Instructions to follow >>
Your answer should be one number: how many lines below have the word "result".

[Stored items]
= = = = =

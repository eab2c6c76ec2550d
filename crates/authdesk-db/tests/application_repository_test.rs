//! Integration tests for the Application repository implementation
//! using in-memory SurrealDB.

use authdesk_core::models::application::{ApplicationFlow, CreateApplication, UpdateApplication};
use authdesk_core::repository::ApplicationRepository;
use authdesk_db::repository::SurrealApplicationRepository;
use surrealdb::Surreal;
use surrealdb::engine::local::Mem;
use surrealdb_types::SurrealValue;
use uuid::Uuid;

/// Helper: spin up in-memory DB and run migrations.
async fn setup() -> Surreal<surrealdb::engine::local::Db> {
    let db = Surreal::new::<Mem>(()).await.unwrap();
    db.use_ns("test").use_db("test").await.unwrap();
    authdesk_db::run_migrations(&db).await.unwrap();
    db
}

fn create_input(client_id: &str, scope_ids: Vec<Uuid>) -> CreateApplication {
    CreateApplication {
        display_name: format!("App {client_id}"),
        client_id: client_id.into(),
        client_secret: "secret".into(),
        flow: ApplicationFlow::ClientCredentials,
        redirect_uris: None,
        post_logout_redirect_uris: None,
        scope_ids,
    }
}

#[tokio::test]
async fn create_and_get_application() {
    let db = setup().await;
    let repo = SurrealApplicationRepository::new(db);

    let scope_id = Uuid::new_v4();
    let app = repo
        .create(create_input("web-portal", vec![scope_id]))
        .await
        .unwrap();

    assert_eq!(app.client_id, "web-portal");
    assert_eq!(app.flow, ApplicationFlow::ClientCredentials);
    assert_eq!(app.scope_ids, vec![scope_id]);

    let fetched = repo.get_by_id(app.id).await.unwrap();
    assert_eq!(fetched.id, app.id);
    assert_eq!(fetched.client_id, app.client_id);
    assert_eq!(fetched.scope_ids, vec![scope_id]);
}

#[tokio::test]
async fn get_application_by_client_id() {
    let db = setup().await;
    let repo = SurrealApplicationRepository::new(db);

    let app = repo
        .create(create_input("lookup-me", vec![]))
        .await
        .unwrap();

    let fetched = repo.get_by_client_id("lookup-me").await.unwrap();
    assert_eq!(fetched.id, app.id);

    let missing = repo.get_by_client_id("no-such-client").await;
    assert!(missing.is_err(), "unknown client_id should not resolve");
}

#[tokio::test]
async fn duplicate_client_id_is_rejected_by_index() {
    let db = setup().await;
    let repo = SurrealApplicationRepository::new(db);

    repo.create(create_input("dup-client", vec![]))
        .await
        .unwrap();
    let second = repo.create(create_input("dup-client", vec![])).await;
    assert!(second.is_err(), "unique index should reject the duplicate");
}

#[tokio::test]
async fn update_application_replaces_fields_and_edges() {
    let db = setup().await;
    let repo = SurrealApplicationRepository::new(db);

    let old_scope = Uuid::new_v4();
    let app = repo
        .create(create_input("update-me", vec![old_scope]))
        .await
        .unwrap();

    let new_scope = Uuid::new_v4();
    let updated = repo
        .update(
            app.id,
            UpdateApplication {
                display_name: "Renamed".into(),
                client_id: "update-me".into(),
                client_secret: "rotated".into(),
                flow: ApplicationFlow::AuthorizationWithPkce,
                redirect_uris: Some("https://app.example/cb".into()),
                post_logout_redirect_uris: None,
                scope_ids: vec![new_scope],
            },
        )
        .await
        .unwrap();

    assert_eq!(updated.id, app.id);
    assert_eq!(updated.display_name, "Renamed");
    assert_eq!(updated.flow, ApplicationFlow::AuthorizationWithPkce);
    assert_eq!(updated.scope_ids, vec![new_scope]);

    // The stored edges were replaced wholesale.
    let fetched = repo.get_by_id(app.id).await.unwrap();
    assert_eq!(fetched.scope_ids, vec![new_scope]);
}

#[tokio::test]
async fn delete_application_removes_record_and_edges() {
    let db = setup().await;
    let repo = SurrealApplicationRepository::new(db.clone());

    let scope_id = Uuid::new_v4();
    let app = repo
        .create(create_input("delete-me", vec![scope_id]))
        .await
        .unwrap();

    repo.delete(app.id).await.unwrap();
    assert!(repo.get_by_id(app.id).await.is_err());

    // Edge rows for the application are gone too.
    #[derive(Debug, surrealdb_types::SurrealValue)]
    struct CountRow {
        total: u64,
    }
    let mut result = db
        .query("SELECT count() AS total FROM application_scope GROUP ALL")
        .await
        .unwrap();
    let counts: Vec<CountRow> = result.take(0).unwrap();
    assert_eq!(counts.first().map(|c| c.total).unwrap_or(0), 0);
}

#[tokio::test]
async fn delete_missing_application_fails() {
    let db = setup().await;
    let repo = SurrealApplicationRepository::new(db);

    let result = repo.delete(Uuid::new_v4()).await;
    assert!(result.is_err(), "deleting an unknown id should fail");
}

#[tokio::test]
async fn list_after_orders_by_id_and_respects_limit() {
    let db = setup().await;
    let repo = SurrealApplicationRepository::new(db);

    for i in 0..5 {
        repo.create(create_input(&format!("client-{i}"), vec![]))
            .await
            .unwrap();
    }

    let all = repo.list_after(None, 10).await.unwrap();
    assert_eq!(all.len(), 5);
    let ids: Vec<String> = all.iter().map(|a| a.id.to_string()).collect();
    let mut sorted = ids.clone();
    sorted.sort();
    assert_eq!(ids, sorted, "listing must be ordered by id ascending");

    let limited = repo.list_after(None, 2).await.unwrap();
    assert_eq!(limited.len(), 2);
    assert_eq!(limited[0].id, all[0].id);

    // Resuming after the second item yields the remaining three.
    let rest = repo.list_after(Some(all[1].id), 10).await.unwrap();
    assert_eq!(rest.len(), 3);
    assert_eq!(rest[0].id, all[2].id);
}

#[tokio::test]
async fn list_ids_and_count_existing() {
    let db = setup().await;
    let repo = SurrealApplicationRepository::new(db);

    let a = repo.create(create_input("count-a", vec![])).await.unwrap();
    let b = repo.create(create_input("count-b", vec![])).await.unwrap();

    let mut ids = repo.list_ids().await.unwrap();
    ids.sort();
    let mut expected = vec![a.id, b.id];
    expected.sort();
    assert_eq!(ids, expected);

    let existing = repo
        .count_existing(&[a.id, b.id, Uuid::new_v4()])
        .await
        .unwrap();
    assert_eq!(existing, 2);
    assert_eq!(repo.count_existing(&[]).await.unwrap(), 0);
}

= = = = =

Exercise response >>
4